While editing for #740 I realized that we will in fact have to bring this property back.

Many teams that use a NAT GW are required to control traffic with a Network Access Control List (NACL). So typically there is a group of subnets for truly public inbound traffic where the sole control is security groups. Then you have an egress subnet (also public) that has a NACL associated. The NACL is typically used to block outbound traffic to port 22, restrict 53 for DNS or block if R53 only, block NTP if using AWS provided, allow outbound ports for security utilities to approved IP lists. If this control is placed on public subnet obvious problems would occur.

The current design will allocate the NAT GW's in the first Public Subnet for that zone.

Another option would be create another subnet type for NAT'd traffic. This would avoid introducing another parameter.

[rix0rrr]

Am I understanding correctly that the issue is that we want to have the ability to have a public subnet with a network ACL and one without in the same VPC?

And we'd make the distinction using a CIDR-based rule?

[moofish32]

@rix0rrr in the picture the issue is the red box and the NAT GW. Our design today will put NAT GW in the first public subnets received in the createSubnets loop. If those NAT GW go into the Public ingress Subnets then then the NACL on the Public egress Subnet is entirely useless. So the feature request is to be able to assign the NAT GW to a specific set of Public Subnets. I thought of a few hows:

1. Add natGatway property back to subnet configurations
2. Add a subnet type for NAT Subnet
3. Add VPC level property that says natGateway: VpcPlacementStrategy using the by name configuration

The second option has the unfortunate ripple into VpcNetowrkRef, so I'm not sure we want that.

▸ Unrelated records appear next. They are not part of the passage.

#[cfg(test)]
mod tests {
    // ---
    use super::*;
    use crate::catalog::Catalog;
    use crate::db;
    use crate::schema;
    use crate::stats::{summarize, Grouping};

    async fn create_test_store(metric: &Metric) -> RollupStore {
        // ---
        let pool = db::connect_in_memory().await.unwrap();
        let catalog = Catalog::new(vec![metric.clone()]).unwrap();
        schema::provision(&pool, &catalog).await.unwrap();
        RollupStore::new(pool)
    }

    async fn insert(store: &RollupStore, metric: &Metric, ts: &str, values: &[f64]) {
        // ---
        let reading = RawReading {
            timestamp: chrono::NaiveDateTime::parse_from_str(ts, "%Y-%m-%d %H:%M:%S").unwrap(),
            values: values.to_vec(),
        };
        store.insert_reading(metric, &reading).await.unwrap();
    }

    fn date(s: &str) -> NaiveDate {
        NaiveDate::parse_from_str(s, DATE_FORMAT).unwrap()
    }

    #[tokio::test]
    async fn test_date_span_empty_and_populated() {
        // ---
        let metric = Metric::new("sgp40", &["voc_gas"]);
        let store = create_test_store(&metric).await;
        assert_eq!(store.date_span(&metric).await.unwrap(), None);

        insert(&store, &metric, "2024-05-03 23:59:59", &[1.0]).await;
        insert(&store, &metric, "2024-05-01 00:00:00", &[2.0]).await;

        let span = store.date_span(&metric).await.unwrap();
        assert_eq!(span, Some((date("2024-05-01"), date("2024-05-03"))));
    }

    #[tokio::test]
    async fn test_load_window_bounds_are_inclusive() {
        // ---
        let metric = Metric::new("sgp40", &["voc_gas"]);
        let store = create_test_store(&metric).await;
        insert(&store, &metric, "2024-05-01 12:00:00", &[1.0]).await;
        insert(&store, &metric, "2024-05-02 00:00:00", &[2.0]).await;
        insert(&store, &metric, "2024-05-03 23:59:59", &[3.0]).await;
        insert(&store, &metric, "2024-05-04 00:00:00", &[4.0]).await;

        let window = Window {
            index: 0,
            start: date("2024-05-02"),
            end: date("2024-05-03"),
        };
        let rows = store.load_window(&metric, &window).await.unwrap();
        let values: Vec<Option<f64>> = rows.iter().map(|r| r.values[0]).collect();
        assert_eq!(values, vec![Some(2.0), Some(3.0)]);
        assert_eq!(rows[1].day, date("2024-05-03"));
    }

    #[tokio::test]
    async fn test_window_query_searches_day_index() {
        // ---
        let metric = Metric::new("sgp40", &["voc_gas"]);
        let store = create_test_store(&metric).await;

        let plan = sqlx::query(&format!("EXPLAIN QUERY PLAN {}", window_sql(&metric)))
            .bind("2024-05-01")
            .bind("2024-05-07")
            .fetch_all(store.pool())
            .await
            .unwrap();
        let details: Vec<String> = plan.iter().map(|row| row.get::<String, _>(3)).collect();

        let index = schema::day_index(&metric);
        assert!(
            details
                .iter()
                .any(|d| d.starts_with("SEARCH") && d.contains(&index)),
            "window query does not use {index}: {details:?}"
        );
        assert!(
            !details.iter().any(|d| d.starts_with("SCAN sgp40_data")),
            "window query scans the raw table: {details:?}"
        );
    }

    #[tokio::test]
    async fn test_insert_reading_rejects_wrong_value_count() {
        // ---
        let metric = Metric::new("bme280", &["temperature", "humidity"]);
        let store = create_test_store(&metric).await;
        let reading = |values: &[f64]| RawReading {
            timestamp: chrono::NaiveDateTime::parse_from_str("2024-05-01 08:00:00", "%Y-%m-%d %H:%M:%S")
                .unwrap(),
            values: values.to_vec(),
        };

        match store.insert_reading(&metric, &reading(&[21.0, 40.0, 7.0])).await {
            Err(RollupError::FieldCountMismatch {
                expected, found, ..
            }) => assert_eq!((expected, found), (2, 3)),
            other => panic!("expected FieldCountMismatch, got {other:?}"),
        }
        match store.insert_reading(&metric, &reading(&[21.0])).await {
            Err(RollupError::MissingField { field, .. }) => assert_eq!(field, "humidity"),
            other => panic!("expected MissingField, got {other:?}"),
        }

        let count: i64 = sqlx::query_scalar("SELECT COUNT(*) FROM bme280_data")
            .fetch_one(store.pool())
            .await
            .unwrap();
        assert_eq!(count, 0);
    }

    #[tokio::test]
    async fn test_write_window_replaces_by_date() {
        // ---
        let metric = Metric::new("tsl2591", &["light_intensity"]);
        let store = create_test_store(&metric).await;

        let record = |avg: f64| AggregateRecord {
            key: GroupKey::Day(date("2024-01-01")),
            fields: vec![FieldAggregate {
                avg: Some(avg),
                median: Some(avg),
            }],
        };

        store.write_window(&metric, &[record(1.0)]).await.unwrap();
        store.write_window(&metric, &[record(2.0)]).await.unwrap();

        let rows = store.daily_summaries(&metric).await.unwrap();
        assert_eq!(rows.len(), 1);
        assert_eq!(rows[0].fields[0].avg, Some(2.0));
        assert_eq!(rows[0].fields[0].field, "light_intensity");
    }

    #[tokio::test]
    async fn test_malformed_record_rolls_back_window() {
        // ---
        let metric = Metric::new("bme280", &["temperature", "humidity"]);
        let store = create_test_store(&metric).await;

        let good = AggregateRecord {
            key: GroupKey::Day(date("2024-01-01")),
            fields: vec![FieldAggregate::default(); 2],
        };
        let bad = AggregateRecord {
            key: GroupKey::Day(date("2024-01-02")),
            fields: vec![FieldAggregate::default()],
        };

        let err = store.write_window(&metric, &[good, bad]).await.unwrap_err();
        assert!(err.is_fatal());
        assert!(store.daily_summaries(&metric).await.unwrap().is_empty());
    }

    #[tokio::test]
    async fn test_all_time_matches_in_memory_engine() {
        // ---
        let metric = Metric::new("bme280", &["temperature", "humidity"]);
        let store = create_test_store(&metric).await;

        let samples = [
            ("2024-01-01 01:00:00", [21.5, 40.0]),
            ("2024-01-01 02:00:00", [19.0, 55.0]),
            ("2024-01-02 01:00:00", [23.25, 41.0]),
            ("2024-01-03 01:00:00", [19.0, 60.5]),
            ("2024-01-04 01:00:00", [25.0, 38.0]),
            ("2024-01-04 02:00:00", [22.0, 47.0]),
        ];
        let mut rows = Vec::new();
        for (ts, values) in samples {
            insert(&store, &metric, ts, &values).await;
            rows.push(WindowRow {
                day: date(&ts[..10]),
                values: values.iter().copied().map(Some).collect(),
            });
        }

        let from_sql = store.all_time_aggregate(&metric).await.unwrap().unwrap();
        let in_memory = summarize(&rows, 2, Grouping::AllTime).remove(0);
        assert_eq!(from_sql, in_memory);
        assert_eq!(from_sql.fields[0].median, Some(21.75));
        assert_eq!(from_sql.fields[1].median, Some(44.0));
    }

    #[tokio::test]
    async fn test_all_time_upsert_keeps_singleton() {
        // ---
        let metric = Metric::new("ltr390", &["uv_index"]);
        let store = create_test_store(&metric).await;
        assert_eq!(store.all_time_aggregate(&metric).await.unwrap(), None);

        for uv in [3.0, 5.0, 8.0] {
            let record = AggregateRecord {
                key: GroupKey::AllTime,
                fields: vec![FieldAggregate {
                    avg: Some(uv),
                    median: Some(uv),
                }],
            };
            store.upsert_all_time(&metric, &record).await.unwrap();
        }

        let count: i64 = sqlx::query_scalar("SELECT COUNT(*) FROM ltr390_all_time_summary")
            .fetch_one(store.pool())
            .await
            .unwrap();
        assert_eq!(count, 1);

        let summary = store.all_time_summary(&metric).await.unwrap().unwrap();
        assert_eq!(summary.id, ALL_TIME_ID);
        assert_eq!(summary.fields[0].avg, Some(8.0));
    }
}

Did this clear up your questions?

[rix0rrr]

Somewhat. My next question is, how are you making a distinction between ingress and egress public subnets right now? If the answer is, you just have two public subnets in your config, that's great that that works already!

Then I think my preference would be just another placement strategy for the NAT gateways.

(Which we might need to rename to SubnetSelectionStrategy, btw)

[moofish32]

The distinction is by name right now. CloudFormation makes a Public subnet that has a NAT in it and name/tag Egress. The problem is I can't control which subnet gets the NAT today (unless I trust ordering and that has other implications). So when I go back to put the NACL on a subnet how do I choose the right one? If i go by name I can't ensure the NAT is in the right spot.